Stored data

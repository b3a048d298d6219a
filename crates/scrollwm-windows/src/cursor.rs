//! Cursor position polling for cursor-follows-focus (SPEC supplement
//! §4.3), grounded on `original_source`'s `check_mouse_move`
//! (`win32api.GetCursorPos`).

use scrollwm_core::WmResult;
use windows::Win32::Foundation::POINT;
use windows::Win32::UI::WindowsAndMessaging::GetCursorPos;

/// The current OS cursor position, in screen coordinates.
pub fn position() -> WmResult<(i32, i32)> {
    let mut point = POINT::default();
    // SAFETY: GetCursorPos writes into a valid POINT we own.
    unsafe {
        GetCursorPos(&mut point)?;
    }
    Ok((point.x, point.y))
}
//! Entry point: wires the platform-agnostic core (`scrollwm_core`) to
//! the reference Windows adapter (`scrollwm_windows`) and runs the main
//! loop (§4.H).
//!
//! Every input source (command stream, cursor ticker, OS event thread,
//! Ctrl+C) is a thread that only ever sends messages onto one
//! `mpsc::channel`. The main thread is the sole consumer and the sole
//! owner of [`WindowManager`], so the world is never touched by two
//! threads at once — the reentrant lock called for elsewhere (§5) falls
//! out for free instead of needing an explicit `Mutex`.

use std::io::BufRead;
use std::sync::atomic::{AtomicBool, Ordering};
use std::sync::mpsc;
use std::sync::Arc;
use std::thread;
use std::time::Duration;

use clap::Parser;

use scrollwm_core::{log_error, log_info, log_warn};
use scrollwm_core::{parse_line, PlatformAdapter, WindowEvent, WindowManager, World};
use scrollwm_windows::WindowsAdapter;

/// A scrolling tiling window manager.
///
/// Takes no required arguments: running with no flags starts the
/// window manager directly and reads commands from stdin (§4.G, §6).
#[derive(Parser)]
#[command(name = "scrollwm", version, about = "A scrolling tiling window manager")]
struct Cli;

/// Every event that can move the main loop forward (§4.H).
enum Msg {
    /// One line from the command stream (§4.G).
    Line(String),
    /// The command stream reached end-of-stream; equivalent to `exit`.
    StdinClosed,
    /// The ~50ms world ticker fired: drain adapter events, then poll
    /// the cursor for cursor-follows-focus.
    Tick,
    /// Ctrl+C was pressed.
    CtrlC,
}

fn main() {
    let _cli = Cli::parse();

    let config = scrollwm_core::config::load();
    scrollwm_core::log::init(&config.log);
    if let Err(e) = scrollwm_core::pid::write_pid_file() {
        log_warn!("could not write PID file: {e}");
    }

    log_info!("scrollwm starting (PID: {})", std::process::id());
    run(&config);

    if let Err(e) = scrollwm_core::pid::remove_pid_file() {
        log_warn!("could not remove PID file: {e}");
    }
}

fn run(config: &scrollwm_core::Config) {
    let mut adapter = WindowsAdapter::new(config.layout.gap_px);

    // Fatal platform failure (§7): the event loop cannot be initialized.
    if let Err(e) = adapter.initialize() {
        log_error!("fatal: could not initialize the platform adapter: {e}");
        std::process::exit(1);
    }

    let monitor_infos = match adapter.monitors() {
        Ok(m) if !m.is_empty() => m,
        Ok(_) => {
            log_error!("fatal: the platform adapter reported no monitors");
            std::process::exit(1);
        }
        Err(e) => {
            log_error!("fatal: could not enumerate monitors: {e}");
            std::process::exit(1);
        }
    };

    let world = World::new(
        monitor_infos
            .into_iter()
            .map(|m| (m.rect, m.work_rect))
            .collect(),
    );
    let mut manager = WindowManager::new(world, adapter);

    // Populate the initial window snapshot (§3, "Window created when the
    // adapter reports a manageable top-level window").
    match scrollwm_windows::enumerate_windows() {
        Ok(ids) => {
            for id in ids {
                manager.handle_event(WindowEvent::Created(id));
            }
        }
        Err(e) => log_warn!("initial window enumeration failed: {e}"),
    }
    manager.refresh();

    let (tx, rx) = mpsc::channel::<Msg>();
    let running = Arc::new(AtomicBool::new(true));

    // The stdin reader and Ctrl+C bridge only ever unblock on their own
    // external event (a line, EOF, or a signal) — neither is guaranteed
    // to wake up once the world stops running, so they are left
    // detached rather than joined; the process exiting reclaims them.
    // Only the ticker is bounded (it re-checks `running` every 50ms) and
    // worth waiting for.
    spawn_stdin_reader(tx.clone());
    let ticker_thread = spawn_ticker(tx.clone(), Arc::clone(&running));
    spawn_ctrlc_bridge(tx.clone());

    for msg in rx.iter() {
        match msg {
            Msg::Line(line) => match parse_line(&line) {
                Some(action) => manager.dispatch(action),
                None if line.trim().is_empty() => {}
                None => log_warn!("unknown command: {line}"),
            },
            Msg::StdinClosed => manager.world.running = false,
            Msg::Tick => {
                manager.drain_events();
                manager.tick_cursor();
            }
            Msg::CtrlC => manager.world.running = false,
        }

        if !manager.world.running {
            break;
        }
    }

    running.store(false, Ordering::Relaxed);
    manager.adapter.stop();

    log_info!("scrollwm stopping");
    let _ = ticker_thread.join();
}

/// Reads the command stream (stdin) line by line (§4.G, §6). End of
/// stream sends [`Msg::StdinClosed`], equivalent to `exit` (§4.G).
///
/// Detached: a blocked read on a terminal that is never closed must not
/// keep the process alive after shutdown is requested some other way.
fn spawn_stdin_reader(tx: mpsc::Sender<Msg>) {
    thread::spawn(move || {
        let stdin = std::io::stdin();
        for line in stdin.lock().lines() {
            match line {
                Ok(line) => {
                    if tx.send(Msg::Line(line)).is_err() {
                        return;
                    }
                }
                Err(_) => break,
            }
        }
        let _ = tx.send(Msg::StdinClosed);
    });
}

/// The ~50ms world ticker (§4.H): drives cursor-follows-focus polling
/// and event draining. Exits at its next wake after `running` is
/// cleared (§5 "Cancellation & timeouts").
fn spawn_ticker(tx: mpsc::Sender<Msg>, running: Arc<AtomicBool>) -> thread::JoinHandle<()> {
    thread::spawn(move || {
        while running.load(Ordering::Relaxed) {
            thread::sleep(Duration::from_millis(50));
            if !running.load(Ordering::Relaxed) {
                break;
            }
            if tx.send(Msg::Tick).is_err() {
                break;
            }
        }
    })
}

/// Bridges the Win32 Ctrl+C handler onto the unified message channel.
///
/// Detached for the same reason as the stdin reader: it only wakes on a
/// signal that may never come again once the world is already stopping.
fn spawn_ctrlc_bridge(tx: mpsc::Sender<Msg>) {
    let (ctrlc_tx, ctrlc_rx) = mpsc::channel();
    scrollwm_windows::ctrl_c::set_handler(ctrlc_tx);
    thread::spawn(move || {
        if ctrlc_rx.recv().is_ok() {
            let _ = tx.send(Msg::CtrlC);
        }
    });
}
--
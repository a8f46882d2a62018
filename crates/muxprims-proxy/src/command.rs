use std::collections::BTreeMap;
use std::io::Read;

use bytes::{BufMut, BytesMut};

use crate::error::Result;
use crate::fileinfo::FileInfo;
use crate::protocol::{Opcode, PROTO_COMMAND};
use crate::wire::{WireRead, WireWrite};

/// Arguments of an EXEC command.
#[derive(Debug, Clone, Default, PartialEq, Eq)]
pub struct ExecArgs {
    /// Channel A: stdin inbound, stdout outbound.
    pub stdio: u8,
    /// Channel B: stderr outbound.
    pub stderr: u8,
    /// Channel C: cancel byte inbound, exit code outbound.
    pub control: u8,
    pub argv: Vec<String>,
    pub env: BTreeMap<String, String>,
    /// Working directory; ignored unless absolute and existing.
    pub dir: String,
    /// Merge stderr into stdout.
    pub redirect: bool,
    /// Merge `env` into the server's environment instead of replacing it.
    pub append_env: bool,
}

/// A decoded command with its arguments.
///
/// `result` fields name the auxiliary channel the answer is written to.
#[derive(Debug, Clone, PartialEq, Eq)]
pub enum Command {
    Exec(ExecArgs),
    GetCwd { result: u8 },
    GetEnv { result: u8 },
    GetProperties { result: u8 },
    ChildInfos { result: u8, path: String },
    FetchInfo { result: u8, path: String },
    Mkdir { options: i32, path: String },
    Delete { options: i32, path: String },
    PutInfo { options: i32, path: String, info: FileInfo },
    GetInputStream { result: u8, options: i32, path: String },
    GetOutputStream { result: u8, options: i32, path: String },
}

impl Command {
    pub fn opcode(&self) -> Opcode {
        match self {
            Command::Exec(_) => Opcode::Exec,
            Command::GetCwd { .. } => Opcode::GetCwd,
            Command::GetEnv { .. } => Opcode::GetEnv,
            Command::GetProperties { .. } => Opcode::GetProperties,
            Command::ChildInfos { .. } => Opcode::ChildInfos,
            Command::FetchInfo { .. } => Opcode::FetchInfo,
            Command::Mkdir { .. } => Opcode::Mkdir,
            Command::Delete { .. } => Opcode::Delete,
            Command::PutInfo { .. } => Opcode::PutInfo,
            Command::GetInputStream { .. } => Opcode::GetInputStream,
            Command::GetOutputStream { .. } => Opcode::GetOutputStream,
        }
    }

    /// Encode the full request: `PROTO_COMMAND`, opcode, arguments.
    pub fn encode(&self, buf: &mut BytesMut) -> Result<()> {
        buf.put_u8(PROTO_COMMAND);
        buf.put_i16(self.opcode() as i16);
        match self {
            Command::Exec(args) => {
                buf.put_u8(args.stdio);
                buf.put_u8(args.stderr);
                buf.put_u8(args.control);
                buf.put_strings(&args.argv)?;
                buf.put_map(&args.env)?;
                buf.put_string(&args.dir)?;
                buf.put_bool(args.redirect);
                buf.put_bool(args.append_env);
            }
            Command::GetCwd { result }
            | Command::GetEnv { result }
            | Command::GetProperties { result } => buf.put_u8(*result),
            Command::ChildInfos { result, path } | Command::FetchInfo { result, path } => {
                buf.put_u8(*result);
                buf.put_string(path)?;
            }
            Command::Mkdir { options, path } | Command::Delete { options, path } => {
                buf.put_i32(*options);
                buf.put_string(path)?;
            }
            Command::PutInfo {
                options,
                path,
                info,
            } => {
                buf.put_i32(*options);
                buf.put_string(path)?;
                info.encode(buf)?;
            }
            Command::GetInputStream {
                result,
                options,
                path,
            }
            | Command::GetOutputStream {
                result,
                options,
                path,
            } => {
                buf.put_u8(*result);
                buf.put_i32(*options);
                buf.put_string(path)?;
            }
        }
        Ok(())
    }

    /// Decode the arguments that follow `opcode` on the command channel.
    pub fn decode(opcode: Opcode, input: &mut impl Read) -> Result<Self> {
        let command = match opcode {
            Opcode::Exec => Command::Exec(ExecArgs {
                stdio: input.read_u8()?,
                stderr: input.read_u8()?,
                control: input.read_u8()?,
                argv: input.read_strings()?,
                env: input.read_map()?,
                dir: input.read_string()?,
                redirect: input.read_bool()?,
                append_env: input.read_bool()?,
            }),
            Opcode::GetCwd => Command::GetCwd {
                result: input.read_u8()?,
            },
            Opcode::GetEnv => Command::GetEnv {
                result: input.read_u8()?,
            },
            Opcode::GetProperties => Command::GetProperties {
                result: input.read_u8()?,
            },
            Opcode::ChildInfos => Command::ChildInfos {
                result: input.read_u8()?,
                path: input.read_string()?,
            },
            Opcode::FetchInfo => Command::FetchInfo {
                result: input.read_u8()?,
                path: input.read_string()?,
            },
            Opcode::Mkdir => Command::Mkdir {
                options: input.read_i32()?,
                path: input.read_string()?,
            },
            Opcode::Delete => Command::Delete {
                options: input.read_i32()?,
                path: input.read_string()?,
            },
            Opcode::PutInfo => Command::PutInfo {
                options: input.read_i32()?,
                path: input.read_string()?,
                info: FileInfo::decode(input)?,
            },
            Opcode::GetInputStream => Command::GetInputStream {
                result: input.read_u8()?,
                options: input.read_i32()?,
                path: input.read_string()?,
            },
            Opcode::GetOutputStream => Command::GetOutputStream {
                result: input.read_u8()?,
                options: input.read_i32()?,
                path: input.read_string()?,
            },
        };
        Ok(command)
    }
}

> [What is being asked] The required output is every line above that contains the string "never".

> [Output of the task]
//! owner of [`WindowManager`], so the world is never touched by two
/// Detached: a blocked read on a terminal that is never closed must not
/// signal that may never come again once the world is already stopping.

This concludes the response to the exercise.